_PROBLEM TO WORK ON:_ Only lines that contain the word "tomorrow" belong in the answer; copy them from the records below.
(DATA SECTION)
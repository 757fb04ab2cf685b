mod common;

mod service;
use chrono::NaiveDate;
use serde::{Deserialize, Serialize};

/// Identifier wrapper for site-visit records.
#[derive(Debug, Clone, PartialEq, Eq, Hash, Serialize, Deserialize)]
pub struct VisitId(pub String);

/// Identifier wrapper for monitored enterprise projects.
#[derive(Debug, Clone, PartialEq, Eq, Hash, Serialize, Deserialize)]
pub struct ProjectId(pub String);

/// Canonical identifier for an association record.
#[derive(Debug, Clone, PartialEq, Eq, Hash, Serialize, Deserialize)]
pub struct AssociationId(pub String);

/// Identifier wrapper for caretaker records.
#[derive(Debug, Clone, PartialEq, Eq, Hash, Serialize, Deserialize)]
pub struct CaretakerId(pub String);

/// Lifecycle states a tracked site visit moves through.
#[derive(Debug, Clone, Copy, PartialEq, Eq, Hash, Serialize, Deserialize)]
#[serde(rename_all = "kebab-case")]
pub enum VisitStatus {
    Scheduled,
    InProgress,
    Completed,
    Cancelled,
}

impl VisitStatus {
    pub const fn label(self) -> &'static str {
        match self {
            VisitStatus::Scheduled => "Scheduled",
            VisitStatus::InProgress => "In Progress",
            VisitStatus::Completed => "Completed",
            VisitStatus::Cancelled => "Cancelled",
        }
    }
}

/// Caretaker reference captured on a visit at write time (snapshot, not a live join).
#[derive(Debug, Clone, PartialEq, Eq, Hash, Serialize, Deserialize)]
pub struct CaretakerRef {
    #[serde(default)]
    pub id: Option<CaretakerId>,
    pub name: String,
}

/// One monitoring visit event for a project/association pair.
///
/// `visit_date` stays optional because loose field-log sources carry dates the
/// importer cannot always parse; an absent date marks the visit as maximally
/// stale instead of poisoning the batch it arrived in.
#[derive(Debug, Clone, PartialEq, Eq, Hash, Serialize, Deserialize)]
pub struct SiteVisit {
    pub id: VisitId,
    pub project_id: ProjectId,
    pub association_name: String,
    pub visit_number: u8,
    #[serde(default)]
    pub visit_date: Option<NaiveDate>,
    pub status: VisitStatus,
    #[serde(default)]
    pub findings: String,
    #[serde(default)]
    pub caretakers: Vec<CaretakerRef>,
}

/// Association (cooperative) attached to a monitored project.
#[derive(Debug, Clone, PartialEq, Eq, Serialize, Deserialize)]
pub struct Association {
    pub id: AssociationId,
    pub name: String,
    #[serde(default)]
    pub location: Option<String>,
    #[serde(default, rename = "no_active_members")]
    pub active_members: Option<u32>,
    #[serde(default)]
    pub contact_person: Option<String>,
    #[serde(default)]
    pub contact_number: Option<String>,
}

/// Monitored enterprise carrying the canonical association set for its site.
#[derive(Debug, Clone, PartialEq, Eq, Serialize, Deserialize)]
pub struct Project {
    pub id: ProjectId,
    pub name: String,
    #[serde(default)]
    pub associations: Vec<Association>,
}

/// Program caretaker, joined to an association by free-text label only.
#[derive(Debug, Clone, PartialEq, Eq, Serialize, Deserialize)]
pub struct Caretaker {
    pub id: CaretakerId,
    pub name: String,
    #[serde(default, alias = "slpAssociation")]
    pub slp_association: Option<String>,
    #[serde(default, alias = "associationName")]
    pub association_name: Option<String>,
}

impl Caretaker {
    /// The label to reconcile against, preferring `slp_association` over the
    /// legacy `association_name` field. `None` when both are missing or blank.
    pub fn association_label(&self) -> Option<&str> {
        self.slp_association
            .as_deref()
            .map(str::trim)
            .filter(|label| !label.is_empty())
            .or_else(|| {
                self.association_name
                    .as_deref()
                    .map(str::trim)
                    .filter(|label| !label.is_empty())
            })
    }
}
(End DATA SECTION)
(DATA SECTION)
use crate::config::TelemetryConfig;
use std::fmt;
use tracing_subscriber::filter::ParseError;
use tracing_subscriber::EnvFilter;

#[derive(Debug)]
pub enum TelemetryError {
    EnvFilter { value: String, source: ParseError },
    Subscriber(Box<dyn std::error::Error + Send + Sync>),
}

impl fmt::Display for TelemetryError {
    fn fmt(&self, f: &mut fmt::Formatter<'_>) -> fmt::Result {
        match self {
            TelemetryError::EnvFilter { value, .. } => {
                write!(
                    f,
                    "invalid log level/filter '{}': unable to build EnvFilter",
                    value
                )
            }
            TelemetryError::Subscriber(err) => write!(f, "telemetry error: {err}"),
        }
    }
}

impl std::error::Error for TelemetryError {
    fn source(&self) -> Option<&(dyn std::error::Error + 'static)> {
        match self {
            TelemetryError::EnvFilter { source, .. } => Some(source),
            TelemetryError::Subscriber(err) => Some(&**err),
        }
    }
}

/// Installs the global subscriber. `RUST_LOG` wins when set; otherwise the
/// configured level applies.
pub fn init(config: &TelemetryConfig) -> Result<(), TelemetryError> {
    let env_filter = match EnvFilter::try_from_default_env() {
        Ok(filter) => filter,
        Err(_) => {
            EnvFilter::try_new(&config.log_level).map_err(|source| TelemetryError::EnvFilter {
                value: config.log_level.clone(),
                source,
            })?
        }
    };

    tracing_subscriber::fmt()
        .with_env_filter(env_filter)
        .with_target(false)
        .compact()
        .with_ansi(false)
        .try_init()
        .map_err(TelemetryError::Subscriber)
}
(End DATA SECTION)
(DATA SECTION)
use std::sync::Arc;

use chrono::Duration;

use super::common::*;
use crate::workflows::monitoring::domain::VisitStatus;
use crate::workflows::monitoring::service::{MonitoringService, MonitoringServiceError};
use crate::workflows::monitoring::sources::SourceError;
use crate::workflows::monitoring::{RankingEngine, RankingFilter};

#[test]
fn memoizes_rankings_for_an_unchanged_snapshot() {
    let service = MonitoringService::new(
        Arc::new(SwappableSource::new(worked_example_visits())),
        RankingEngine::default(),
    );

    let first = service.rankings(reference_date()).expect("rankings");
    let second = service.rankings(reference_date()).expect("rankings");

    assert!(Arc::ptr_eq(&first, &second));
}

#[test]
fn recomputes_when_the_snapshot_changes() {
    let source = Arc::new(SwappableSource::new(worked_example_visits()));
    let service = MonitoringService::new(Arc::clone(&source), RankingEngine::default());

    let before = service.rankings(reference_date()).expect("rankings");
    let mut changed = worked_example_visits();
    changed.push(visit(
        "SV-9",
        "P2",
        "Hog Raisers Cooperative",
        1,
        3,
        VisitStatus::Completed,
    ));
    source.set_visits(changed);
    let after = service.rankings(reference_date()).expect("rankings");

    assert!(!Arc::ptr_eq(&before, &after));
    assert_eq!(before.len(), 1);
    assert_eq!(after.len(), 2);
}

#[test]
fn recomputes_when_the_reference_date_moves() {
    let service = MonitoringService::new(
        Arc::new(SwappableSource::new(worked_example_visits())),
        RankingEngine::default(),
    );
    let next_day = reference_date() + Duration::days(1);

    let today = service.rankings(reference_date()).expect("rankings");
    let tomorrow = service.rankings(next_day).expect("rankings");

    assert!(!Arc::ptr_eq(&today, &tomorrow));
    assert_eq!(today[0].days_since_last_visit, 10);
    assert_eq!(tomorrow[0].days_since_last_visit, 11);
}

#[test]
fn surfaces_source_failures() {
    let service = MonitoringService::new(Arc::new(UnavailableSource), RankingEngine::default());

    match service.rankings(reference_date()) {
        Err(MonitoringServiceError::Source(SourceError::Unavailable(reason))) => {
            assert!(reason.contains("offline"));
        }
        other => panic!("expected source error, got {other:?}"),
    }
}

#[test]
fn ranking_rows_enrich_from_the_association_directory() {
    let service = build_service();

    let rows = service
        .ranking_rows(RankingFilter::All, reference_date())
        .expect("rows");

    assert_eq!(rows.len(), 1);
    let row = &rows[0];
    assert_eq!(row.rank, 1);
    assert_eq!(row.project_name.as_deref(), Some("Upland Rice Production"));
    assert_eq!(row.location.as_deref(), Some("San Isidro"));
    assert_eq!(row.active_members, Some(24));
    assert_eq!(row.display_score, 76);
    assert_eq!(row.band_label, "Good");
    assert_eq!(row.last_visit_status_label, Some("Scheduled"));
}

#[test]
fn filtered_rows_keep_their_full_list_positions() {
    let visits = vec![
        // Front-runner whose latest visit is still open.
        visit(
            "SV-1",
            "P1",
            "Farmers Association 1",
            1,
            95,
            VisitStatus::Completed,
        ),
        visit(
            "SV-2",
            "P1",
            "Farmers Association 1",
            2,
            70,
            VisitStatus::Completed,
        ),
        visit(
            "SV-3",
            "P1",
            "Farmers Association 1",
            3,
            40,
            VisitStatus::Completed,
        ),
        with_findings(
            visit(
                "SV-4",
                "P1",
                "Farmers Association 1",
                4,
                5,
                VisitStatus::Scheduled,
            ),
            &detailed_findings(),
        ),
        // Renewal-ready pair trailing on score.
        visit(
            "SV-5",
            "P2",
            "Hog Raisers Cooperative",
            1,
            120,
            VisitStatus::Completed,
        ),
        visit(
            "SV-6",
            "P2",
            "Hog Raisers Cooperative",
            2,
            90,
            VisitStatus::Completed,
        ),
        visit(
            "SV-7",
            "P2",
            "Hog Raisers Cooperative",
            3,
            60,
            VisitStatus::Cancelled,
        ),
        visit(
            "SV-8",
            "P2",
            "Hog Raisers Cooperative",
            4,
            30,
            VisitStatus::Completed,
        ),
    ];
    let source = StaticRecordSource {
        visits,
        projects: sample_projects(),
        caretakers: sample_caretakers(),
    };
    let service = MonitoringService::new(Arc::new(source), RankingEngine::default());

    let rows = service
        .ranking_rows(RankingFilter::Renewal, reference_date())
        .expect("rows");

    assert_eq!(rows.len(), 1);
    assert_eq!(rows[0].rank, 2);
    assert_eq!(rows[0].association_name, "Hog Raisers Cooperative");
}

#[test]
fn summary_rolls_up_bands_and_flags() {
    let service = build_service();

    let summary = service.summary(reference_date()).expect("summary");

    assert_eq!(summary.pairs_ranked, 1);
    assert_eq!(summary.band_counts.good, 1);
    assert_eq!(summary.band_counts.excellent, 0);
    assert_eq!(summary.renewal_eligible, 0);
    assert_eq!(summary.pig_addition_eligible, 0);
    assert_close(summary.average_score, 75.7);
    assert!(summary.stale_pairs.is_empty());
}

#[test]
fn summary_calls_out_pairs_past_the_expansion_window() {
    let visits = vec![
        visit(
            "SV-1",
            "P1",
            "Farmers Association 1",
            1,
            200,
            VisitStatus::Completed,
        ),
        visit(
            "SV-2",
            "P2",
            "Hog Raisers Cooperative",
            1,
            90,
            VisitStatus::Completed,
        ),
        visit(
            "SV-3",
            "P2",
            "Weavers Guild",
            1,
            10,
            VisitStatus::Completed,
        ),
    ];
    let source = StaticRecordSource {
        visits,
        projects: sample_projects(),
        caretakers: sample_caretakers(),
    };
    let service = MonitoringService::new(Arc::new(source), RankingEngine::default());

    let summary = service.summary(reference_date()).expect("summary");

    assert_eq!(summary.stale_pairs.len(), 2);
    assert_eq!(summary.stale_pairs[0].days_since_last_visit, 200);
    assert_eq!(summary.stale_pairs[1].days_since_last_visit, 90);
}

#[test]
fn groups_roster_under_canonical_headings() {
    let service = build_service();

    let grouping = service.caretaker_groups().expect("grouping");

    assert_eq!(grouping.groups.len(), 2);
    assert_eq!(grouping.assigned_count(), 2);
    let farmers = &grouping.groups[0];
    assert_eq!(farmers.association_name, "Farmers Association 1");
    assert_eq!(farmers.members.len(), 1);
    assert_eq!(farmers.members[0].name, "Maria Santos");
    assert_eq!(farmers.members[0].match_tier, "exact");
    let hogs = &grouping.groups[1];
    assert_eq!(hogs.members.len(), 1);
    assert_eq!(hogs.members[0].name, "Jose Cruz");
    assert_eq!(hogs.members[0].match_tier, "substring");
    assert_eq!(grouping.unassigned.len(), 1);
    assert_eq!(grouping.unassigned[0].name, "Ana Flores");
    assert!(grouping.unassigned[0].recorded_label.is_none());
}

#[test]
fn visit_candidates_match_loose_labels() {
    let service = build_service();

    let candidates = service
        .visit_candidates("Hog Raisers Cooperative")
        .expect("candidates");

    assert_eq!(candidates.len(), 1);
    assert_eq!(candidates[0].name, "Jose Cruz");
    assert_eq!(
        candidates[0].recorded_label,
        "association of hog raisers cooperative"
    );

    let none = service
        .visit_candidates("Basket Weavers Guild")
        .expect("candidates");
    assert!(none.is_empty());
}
(End DATA SECTION)
_TASK OUTPUT:_
    let tomorrow = service.rankings(next_day).expect("rankings");
    assert!(!Arc::ptr_eq(&today, &tomorrow));
    assert_eq!(tomorrow[0].days_since_last_visit, 11);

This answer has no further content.